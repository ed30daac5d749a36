use fxbridge_wire::{StatusCode, WireError};

use crate::backend::BackendError;

/// Errors that can occur while dispatching a command.
#[derive(Debug, thiserror::Error)]
pub enum BridgeError {
    /// Payload decoding or reply encoding failed.
    #[error("wire error: {0}")]
    Wire(#[from] WireError),

    /// The command is not valid in the current lifecycle state.
    #[error("invalid {op} while {state}")]
    InvalidTransition {
        op: &'static str,
        state: &'static str,
    },

    /// The command code is outside the recognized set.
    #[error("unsupported command code {0:#x}")]
    UnsupportedCommand(u32),

    /// The backend offers no equivalent for the requested operation.
    #[error("operation not supported by backend")]
    UnsupportedByBackend,

    /// The backend failed with a status that is propagated verbatim.
    #[error("backend returned status {0}")]
    Backend(i32),
}

impl BridgeError {
    /// The integer status carried back across the legacy boundary.
    pub fn status(&self) -> i32 {
        match self {
            BridgeError::Wire(WireError::InsufficientCapacity { .. }) => {
                StatusCode::NotEnoughData.as_i32()
            }
            BridgeError::Wire(_) => StatusCode::BadValue.as_i32(),
            BridgeError::InvalidTransition { .. } => StatusCode::InvalidOperation.as_i32(),
            BridgeError::UnsupportedCommand(_) | BridgeError::UnsupportedByBackend => {
                StatusCode::Unsupported.as_i32()
            }
            BridgeError::Backend(status) => *status,
        }
    }
}

impl From<BackendError> for BridgeError {
    fn from(err: BackendError) -> Self {
        match err {
            BackendError::Unsupported => BridgeError::UnsupportedByBackend,
            BackendError::Status(status) => BridgeError::Backend(status),
        }
    }
}

pub type Result<T> = std::result::Result<T, BridgeError>;

#[cfg(test)]
mod tests {
    use super::*;

    #[test]
    fn taxonomy_maps_to_fixed_statuses() {
        let malformed = BridgeError::Wire(WireError::TooShort { need: 12, got: 3 });
        assert_eq!(malformed.status(), StatusCode::BadValue.as_i32());

        let undersized = BridgeError::Wire(WireError::InsufficientCapacity {
            required: 32,
            capacity: 8,
        });
        assert_eq!(undersized.status(), StatusCode::NotEnoughData.as_i32());

        let transition = BridgeError::InvalidTransition {
            op: "enable",
            state: "ACTIVE",
        };
        assert_eq!(transition.status(), StatusCode::InvalidOperation.as_i32());

        assert_eq!(
            BridgeError::UnsupportedCommand(99).status(),
            StatusCode::Unsupported.as_i32()
        );
        assert_eq!(
            BridgeError::UnsupportedByBackend.status(),
            StatusCode::Unsupported.as_i32()
        );
    }

    #[test]
    fn backend_status_propagates_verbatim() {
        assert_eq!(BridgeError::Backend(-7).status(), -7);
        assert_eq!(
            BridgeError::from(BackendError::Status(-123)).status(),
            -123
        );
    }
}
//! Legacy command codes.
//!
//! The set is closed: these are the only codes the dispatcher recognizes.
//! Discriminants are fixed by the legacy ABI and must not change.

/// Command code selecting which control operation a raw command invokes.
#[derive(Debug, Clone, Copy, PartialEq, Eq, Hash)]
#[repr(u32)]
pub enum CommandCode {
    Init = 0,
    SetConfig = 1,
    Reset = 2,
    Enable = 3,
    Disable = 4,
    SetParam = 5,
    GetParam = 8,
    SetDevice = 9,
    SetVolume = 10,
    GetConfig = 14,
    Offload = 20,
    FirstPriority = 0x10000,
}

impl CommandCode {
    /// Map a raw code to a command, or `None` for anything outside the set.
    pub fn from_raw(raw: u32) -> Option<Self> {
        match raw {
            0 => Some(CommandCode::Init),
            1 => Some(CommandCode::SetConfig),
            2 => Some(CommandCode::Reset),
            3 => Some(CommandCode::Enable),
            4 => Some(CommandCode::Disable),
            5 => Some(CommandCode::SetParam),
            8 => Some(CommandCode::GetParam),
            9 => Some(CommandCode::SetDevice),
            10 => Some(CommandCode::SetVolume),
            14 => Some(CommandCode::GetConfig),
            20 => Some(CommandCode::Offload),
            0x10000 => Some(CommandCode::FirstPriority),
            _ => None,
        }
    }

    /// Returns a human-readable name for the command.
    pub fn name(self) -> &'static str {
        match self {
            CommandCode::Init => "INIT",
            CommandCode::SetConfig => "SET_CONFIG",
            CommandCode::Reset => "RESET",
            CommandCode::Enable => "ENABLE",
            CommandCode::Disable => "DISABLE",
            CommandCode::SetParam => "SET_PARAM",
            CommandCode::GetParam => "GET_PARAM",
            CommandCode::SetDevice => "SET_DEVICE",
            CommandCode::SetVolume => "SET_VOLUME",
            CommandCode::GetConfig => "GET_CONFIG",
            CommandCode::Offload => "OFFLOAD",
            CommandCode::FirstPriority => "FIRST_PRIORITY",
        }
    }
}

#[cfg(test)]
mod tests {
    use super::*;

    #[test]
    fn raw_codes_roundtrip() {
        for code in [
            CommandCode::Init,
            CommandCode::SetConfig,
            CommandCode::Reset,
            CommandCode::Enable,
            CommandCode::Disable,
            CommandCode::SetParam,
            CommandCode::GetParam,
            CommandCode::SetDevice,
            CommandCode::SetVolume,
            CommandCode::GetConfig,
            CommandCode::Offload,
            CommandCode::FirstPriority,
        ] {
            assert_eq!(CommandCode::from_raw(code as u32), Some(code));
        }
    }

    #[test]
    fn codes_outside_the_set_are_unknown() {
        for raw in [6, 7, 11, 12, 13, 15, 19, 21, 0xFFFF, 0x10001, u32::MAX] {
            assert_eq!(CommandCode::from_raw(raw), None);
        }
    }
}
+++
◆ **Task directions**:
Search the entries for the word "undersized" and gather every line where it appears.

◆ **Response below**:
        let undersized = BridgeError::Wire(WireError::InsufficientCapacity {
        assert_eq!(undersized.status(), StatusCode::NotEnoughData.as_i32());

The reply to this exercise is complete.